Is aan deze drie voorwaarden voldaan, dan is de opdrachtgever verplicht tot de afdracht van de premies voor de werknemersverzekeringen. In geval van ziekte kan de thuiswerker in dat geval aanspraak maken op ziekengeld van het UWV (zie hoofdstuk 5.3) en ook de WIA, indien hij/zij aan de overige voorwaarden daarvoor voldoet. Bovendien moeten bij deze fictieve dienstbetrekking ook de loonbelasting/premie volksverzekeringen én de inkomensafhankelijke bijdrage voor de Zvw voor deze thuiswerker over zijn loon worden afgedragen. Er bestaan wel speciale regels voor hoe het loon van thuiswerkers moet worden bepaald en er geldt voor hen een afwijkend belastingtarief. Raadpleeg hiervoor de Belastingdienst of de Praktijkgids Personeel & Fiscus
Let op
De thuiswerker die wél een arbeidsovereenkomst heeft, is verzekerd op grond van artikel 3 van de hiervoor genoemde werknemersverzekeringen en hoeft niet aan de genoemde voorwaarden te voldoen. Deze thuiswerker is immers gewoon een werknemer. Bij arbeidskrachten die uit eigen keuze volledig thuiswerken ontbreekt echter veelal de gezagsverhouding, zodat geen sprake is van een arbeidsovereenkomst naar burgerlijk recht. Vandaar de mogelijkheid van de fictieve dienstbetrekking, als aan de voorwaarden is voldaan. Opmerking verdient echter uiteraard wel dat thuiswerken mede als een gevolg van de coronamaatregelen steeds meer gemeengoed is geworden. Dat iemand volledig thuiswerkt, wil dus niet (meer) zeggen dat er dan ‘dus’ geen sprake is van een gezagsverhouding. Bij twijfel over de vraag of thuiswerken in een concreet geval wel of niet plaatsvindt in het kader van een arbeidsovereenkomst, zal telkens naar alle omstandigheden van het geval bekeken moeten worden. Zie in dit verband ook paragraaf 1.2.1.4.
2.3.7
Inwerkingtreding Verdrag betreffende thuiswerk
Met ingang van 31 oktober 2003 is het ‘Verdrag betreffende thuiswerk’, aangenomen door de Internationale Arbeidsconferentie, voor Nederland in werking getreden. Dit verdrag verplicht Nederland ertoe om te bevorderen dat thuiswerkers zoveel mogelijk gelijk behandeld worden met andere werknemers, waarbij rekening wordt gehouden met de speciale aard van thuiswerk. Volgens de verdragsbepalingen dient de gelijke behandeling met name gericht te zijn op het recht van thuiswerkwerkers lid te worden van werknemersorganisaties, bescherming tegen discriminatie, bescherming van veiligheid en gezondheid, beloning, sociale zekerheid, scholing, minimumleeftijd voor toelating tot werk en bescherming van het moederschap.

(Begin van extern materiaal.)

use crate::graph::base_graph::BaseGraph;
use crate::graph::mutable_graph::MutableGraph;
use fxhash::{FxHashMap, FxHashSet};

/// Adjacency-set graph over arbitrary vertex ids. Used for the scratch graphs built while
/// eliminating and while reducing bags.
#[derive(Clone, Debug)]
pub struct HashMapGraph {
    data: FxHashMap<usize, FxHashSet<usize>>,
}

impl HashMapGraph {
    /// Whether every pair of distinct vertices is adjacent.
    pub fn is_complete(&self) -> bool {
        let n = self.data.len();
        self.data.values().all(|nb| nb.len() + 1 >= n)
    }

    /// Copies the graph induced by `vertices` out of any graph view.
    pub fn from_graph_induced<G: BaseGraph + ?Sized>(graph: &G, vertices: &[usize]) -> Self {
        let mut result = Self::with_capacity(vertices.len());
        for v in vertices.iter().copied() {
            result.add_vertex(v);
        }
        for (i, v) in vertices.iter().copied().enumerate() {
            for u in vertices.iter().copied().skip(i + 1) {
                if u != v && graph.has_edge(u, v) {
                    result.add_edge(u, v);
                }
            }
        }
        result
    }
}

impl MutableGraph for HashMapGraph {
    fn add_vertex(&mut self, u: usize) {
        self.data.entry(u).or_insert_with(FxHashSet::default);
    }

    fn add_edge(&mut self, u: usize, v: usize) {
        assert_ne!(u, v);
        let first = self.data.entry(u).or_insert_with(FxHashSet::default);
        first.insert(v);
        let second = self.data.entry(v).or_insert_with(FxHashSet::default);
        second.insert(u);
    }

    fn eliminate_vertex(&mut self, u: usize) {
        assert!(self.data.contains_key(&u));
        let nb: Vec<usize> = match self.data.remove(&u) {
            Some(nb) => nb.into_iter().collect(),
            None => return,
        };
        for i in &nb {
            if let Some(x) = self.data.get_mut(i) {
                x.remove(&u);
            }
        }
        self.make_clique(&nb);
    }

    fn new() -> Self {
        HashMapGraph {
            data: FxHashMap::default(),
        }
    }

    fn with_capacity(capacity: usize) -> Self {
        HashMapGraph {
            data: FxHashMap::with_capacity_and_hasher(capacity, Default::default()),
        }
    }
}

impl BaseGraph for HashMapGraph {
    fn order(&self) -> usize {
        self.data.len()
    }

    fn is_vertex(&self, u: usize) -> bool {
        self.data.contains_key(&u)
    }

    fn degree(&self, u: usize) -> usize {
        self.data.get(&u).map_or(0, |nb| nb.len())
    }

    fn has_edge(&self, u: usize, v: usize) -> bool {
        self.data.get(&u).map_or(false, |nb| nb.contains(&v))
    }

    fn vertices(&self) -> Box<dyn Iterator<Item = usize> + '_> {
        Box::new(self.data.keys().copied())
    }

    fn neighborhood(&self, u: usize) -> Box<dyn Iterator<Item = usize> + '_> {
        match self.data.get(&u) {
            Some(nb) => Box::new(nb.iter().copied()),
            None => Box::new(std::iter::empty()),
        }
    }
}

Nederland heeft op diverse terreinen al regels gesteld ter bescherming en gelijke behandeling van thuiswerkers, zoals blijkt uit de hiervoor genoemde wettelijke maatregelen.
Cao
De werkingssfeer van de meeste cao's is meestal beperkt tot de op basis van een arbeidsovereenkomst werkzame werknemer. Er zijn echter bedrijfstakken, waarin zo vaak gebruik wordt gemaakt van thuiswerkovereenkomsten (zoals in de confectie en de lederwarensector), dat de bedrijfstakcao's specifieke bepalingen bevatten voor thuiswerkers, soms ongeacht de vraag of de thuiswerker werkzaam is op basis van een arbeidsovereenkomst of op basis van aanneming van werk.
Is de werknemer bijvoorbeeld werkzaam op basis van stukloon, dan zal de werkgever de hoogte van dat voor de thuiswerker geldende stukloon moeten afstemmen en omrekenen naar het uit de loonschalen van de toepasselijke cao voortvloeiende tijdloon.